ASSIGNMENT> Show each line of the records below where the word "excess" occurs.
>>
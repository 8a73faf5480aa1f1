use std::path::{Path, PathBuf};
use log::{debug, info};
use crate::parser::bootstrap::{bootstrap, Bootstrap};
use crate::parser::calibration::{ChannelCalibration, ResizeStep};
use crate::parser::datalog::{DataLog, ParsedLine};
use crate::parser::export::{self, ExportFormat, FileType};
use crate::parser::source::LineSource;
use crate::parser::tokenizer::{tokenize, Delimiter};
use crate::parser::ParserError;
/// A line that made it into the log, plus the calibration slots that had to
/// change to fit it.
#[derive(Clone, Debug, PartialEq)]
pub struct Ingested {
    pub line: ParsedLine,
    pub steps: Vec<ResizeStep>,
}
/// Result of one ingestion attempt.
#[derive(Clone, Debug, PartialEq)]
pub enum Tick {
    Parsed(Ingested),
    /// The transport had no complete line this time round.
    Skipped,
    /// Ingestion is switched off; the transport was not read.
    Paused,
}
/// Owns the session state: delimiter, calibration vector and data log.
///
/// Commands from the UI arrive as method calls; the transport is passed in per
/// call so the log outlives any single connection.
#[derive(Default)]
pub struct IngestionPipeline {
    delimiter: Option<Delimiter>,
    calibration: ChannelCalibration,
    log: DataLog,
    ingesting: bool,
}
impl IngestionPipeline {
    pub fn new() -> Self {
        Self::default()
    }
    pub fn delimiter(&self) -> Option<&Delimiter> {
        self.delimiter.as_ref()
    }
    pub fn calibration(&self) -> &ChannelCalibration {
        &self.calibration
    }
    #[cfg(test)]
    pub fn log(&self) -> &DataLog {
        &self.log
    }
    pub fn is_ingesting(&self) -> bool {
        self.ingesting
    }
    /// Configures the delimiter. Locked while ingestion runs.
    pub fn set_delimiter(&mut self, text: &str) -> Result<&Delimiter, ParserError> {
        if self.ingesting {
            return Err(ParserError::DelimiterLocked);
        }
        let delimiter = Delimiter::new(text)?;
        info!("delimiter set to {delimiter:?}");
        Ok(&*self.delimiter.insert(delimiter))
    }
    /// Primes the calibration vector from one line of a fresh connection.
    pub fn bootstrap<S: LineSource + ?Sized>(
        &mut self,
        source: &mut S,
    ) -> Result<Bootstrap, ParserError> {
        let delimiter = self.delimiter.as_ref().ok_or(ParserError::DelimiterNotSet)?;
        bootstrap(source, delimiter, &mut self.calibration)
    }
    /// Flips ingestion on or off, discarding stale transport input either way.
    pub fn toggle_ingestion<S: LineSource + ?Sized>(
        &mut self,
        source: &mut S,
    ) -> Result<bool, ParserError> {
        if !self.ingesting && self.delimiter.is_none() {
            return Err(ParserError::DelimiterNotSet);
        }
        source.discard_input()?;
        self.ingesting = !self.ingesting;
        info!(
            "ingestion {}",
            if self.ingesting { "started" } else { "stopped" }
        );
        Ok(self.ingesting)
    }
    /// Stops ingestion without touching the transport, e.g. after it went away.
    pub fn halt(&mut self) {
        if self.ingesting {
            info!("ingestion stopped");
        }
        self.ingesting = false;
    }
    /// Applies a user calibration override typed as text. Returns whether it
    /// took effect; bad indices and non-numeric text are ignored.
    pub fn set_calibration(&mut self, index: usize, value: &str) -> bool {
        let applied = self.calibration.set_from_str(index, value);
        if !applied {
            debug!("ignored calibration override {value:?} for channel {index}");
        }
        applied
    }
    /// Tokenizes, reconciles, scales and appends one raw line.
    pub fn ingest(&mut self, raw_line: &str) -> Result<Ingested, ParserError> {
        let delimiter = self.delimiter.as_ref().ok_or(ParserError::DelimiterNotSet)?;
        let raw_values = tokenize(raw_line, delimiter);
        let steps = self.calibration.reconcile(raw_values.len());
        let factors = self.calibration.snapshot();
        let line = ParsedLine::new(raw_values, &factors);
        self.log.append(line.clone());
        Ok(Ingested { line, steps })
    }
    /// One polling tick: read at most one line and ingest it.
    pub fn pump_once<S: LineSource + ?Sized>(&mut self, source: &mut S) -> Result<Tick, ParserError> {
        if !self.ingesting {
            return Ok(Tick::Paused);
        }
        let Some(raw_line) = source.read_line()? else {
            return Ok(Tick::Skipped);
        };
        Ok(Tick::Parsed(self.ingest(&raw_line)?))
    }
    pub fn window(&self, n: usize) -> &[ParsedLine] {
        self.log.window(n)
    }
    pub fn export(&self, format: ExportFormat) -> Result<Vec<u8>, ParserError> {
        export::render(&self.log, format)
    }
    /// Writes the whole log to `filename` plus the file type's extension.
    pub fn save(&self, filename: impl AsRef<Path>, file_type: FileType) -> Result<PathBuf, ParserError> {
        let path = export::export_path(filename, file_type);
        let bytes = self.export(file_type.format())?;
        export::write_file(&path, &bytes)?;
        info!("exported {} line(s) to {}", self.log.len(), path.display());
        Ok(path)
    }
}
use std::io::{ErrorKind, Read};
use std::time::{Duration, Instant};
use log::{debug, info, warn};
use serialport::{ClearBuffer, DataBits, FlowControl, Parity, SerialPort, StopBits};
use crate::parser::source::LineSource;
use crate::parser::ParserError;
const LINE_TERMINATOR: u8 = b'\n';
/// Upper bound on bytes held while waiting for a terminator.
const MAX_PENDING_BYTES: usize = 4096;
/// Names of the serial ports currently present on the system.
pub fn available_ports() -> Result<Vec<String>, ParserError> {
    let ports = serialport::available_ports()?;
    Ok(ports.into_iter().map(|p| p.port_name).collect())
}
/// Line-oriented reader over a serial port (8N1, no flow control).
///
/// Bytes that arrive without a terminator are kept until the rest of the line
/// shows up, so a timeout never splits a reading in two.
pub struct SerialSession {
    port_name: String,
    port: Box<dyn SerialPort>,
    timeout: Duration,
    pending: LineAssembler,
}
/// Collects raw bytes and hands out complete lines.
///
/// A device that never sends a terminator would otherwise grow the buffer
/// without bound, so only the newest `MAX_PENDING_BYTES` are kept.
#[derive(Debug, Default)]
pub struct LineAssembler {
    pending: Vec<u8>,
}
impl LineAssembler {
    pub fn push(&mut self, bytes: &[u8]) {
        self.pending.extend_from_slice(bytes);
        if self.pending.len() > MAX_PENDING_BYTES {
            let excess = self.pending.len() - MAX_PENDING_BYTES;
            warn!("no line terminator in {} bytes, dropping the oldest {excess}", self.pending.len());
            self.pending.drain(..excess);
        }
    }
    /// Removes and returns the oldest complete line, terminator stripped.
    /// Invalid UTF-8 is replaced rather than rejected.
    pub fn take_line(&mut self) -> Option<String> {
        let end = self.pending.iter().position(|&b| b == LINE_TERMINATOR)?;
        let line: Vec<u8> = self.pending.drain(..=end).take(end).collect();
        Some(String::from_utf8_lossy(&line).into_owned())
    }
    pub fn clear(&mut self) {
        self.pending.clear();
    }
    pub fn len(&self) -> usize {
        self.pending.len()
    }
}
impl SerialSession {
    pub fn open(port_name: &str, baud_rate: u32, timeout: Duration) -> Result<Self, ParserError> {
        let port = serialport::new(port_name, baud_rate)
            .data_bits(DataBits::Eight)
            .parity(Parity::None)
            .stop_bits(StopBits::One)
            .flow_control(FlowControl::None)
            .timeout(timeout)
            .open()
            .map_err(|source| ParserError::PortUnavailable {
                port: port_name.to_string(),
                source,
            })?;
        info!("opened {port_name} at {baud_rate} baud");
        Ok(Self {
            port_name: port_name.to_string(),
            port,
            timeout,
            pending: LineAssembler::default(),
        })
    }
}
impl LineSource for SerialSession {
    fn read_line(&mut self) -> Result<Option<String>, ParserError> {
        let deadline = Instant::now() + self.timeout;
        let mut chunk = [0u8; 256];
        loop {
            if let Some(line) = self.pending.take_line() {
                return Ok(Some(line));
            }
            if Instant::now() >= deadline {
                return Ok(None);
            }
            match self.port.read(&mut chunk) {
                Ok(0) => return Ok(None),
                Ok(n) => self.pending.push(&chunk[..n]),
                Err(e) if e.kind() == ErrorKind::TimedOut => return Ok(None),
                Err(e) if e.kind() == ErrorKind::Interrupted => continue,
                Err(e) => return Err(e.into()),
            }
        }
    }
    fn discard_input(&mut self) -> Result<(), ParserError> {
        debug!(
            "discarding {} buffered bytes on {}",
            self.pending.len(),
            self.port_name
        );
        self.pending.clear();
        self.port.clear(ClearBuffer::Input)?;
        Ok(())
    }
    fn set_baud_rate(&mut self, baud_rate: u32) -> Result<(), ParserError> {
        self.port.set_baud_rate(baud_rate)?;
        info!("{} baud rate set to {baud_rate}", self.port_name);
        Ok(())
    }
}
#[cfg(test)]
mod tests {
    use super::*;
    #[test]
    fn line_split_across_reads_is_joined() {
        let mut lines = LineAssembler::default();
        lines.push(b"1.0,2.");
        assert_eq!(lines.take_line(), None);
        lines.push(b"5,\n");
        assert_eq!(lines.take_line().as_deref(), Some("1.0,2.5,"));
        assert_eq!(lines.len(), 0);
    }
    #[test]
    fn partial_line_survives_a_timeout() {
        let mut lines = LineAssembler::default();
        lines.push(b"7,8");
        // a read timeout only means take_line found nothing this round
        assert_eq!(lines.take_line(), None);
        assert_eq!(lines.len(), 3);
        lines.push(b",9,\n");
        assert_eq!(lines.take_line().as_deref(), Some("7,8,9,"));
    }
    #[test]
    fn several_lines_in_one_chunk_come_out_in_order() {
        let mut lines = LineAssembler::default();
        lines.push(b"1,\n2,\n\n3");
        assert_eq!(lines.take_line().as_deref(), Some("1,"));
        assert_eq!(lines.take_line().as_deref(), Some("2,"));
        assert_eq!(lines.take_line().as_deref(), Some(""));
        assert_eq!(lines.take_line(), None);
        assert_eq!(lines.len(), 1);
    }
    #[test]
    fn clear_drops_partial_line() {
        let mut lines = LineAssembler::default();
        lines.push(b"stale,4");
        lines.clear();
        lines.push(b"5,\n");
        assert_eq!(lines.take_line().as_deref(), Some("5,"));
    }
    #[test]
    fn invalid_utf8_is_replaced() {
        let mut lines = LineAssembler::default();
        lines.push(b"1,\xff,2,\n");
        assert_eq!(lines.take_line().as_deref(), Some("1,\u{FFFD},2,"));
    }
    #[test]
    fn unterminated_input_is_capped() {
        let mut lines = LineAssembler::default();
        lines.push(&[b'9'; MAX_PENDING_BYTES]);
        lines.push(b"1,2,");
        assert_eq!(lines.len(), MAX_PENDING_BYTES);
        lines.push(b"\n");
        let line = lines.take_line().unwrap_or_default();
        assert_eq!(line.len(), MAX_PENDING_BYTES - 1);
        assert!(line.ends_with("1,2,"));
    }
}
<<
PROBLEM SOLUTION>
            let excess = self.pending.len() - MAX_PENDING_BYTES;
            warn!("no line terminator in {} bytes, dropping the oldest {excess}", self.pending.len());
            self.pending.drain(..excess);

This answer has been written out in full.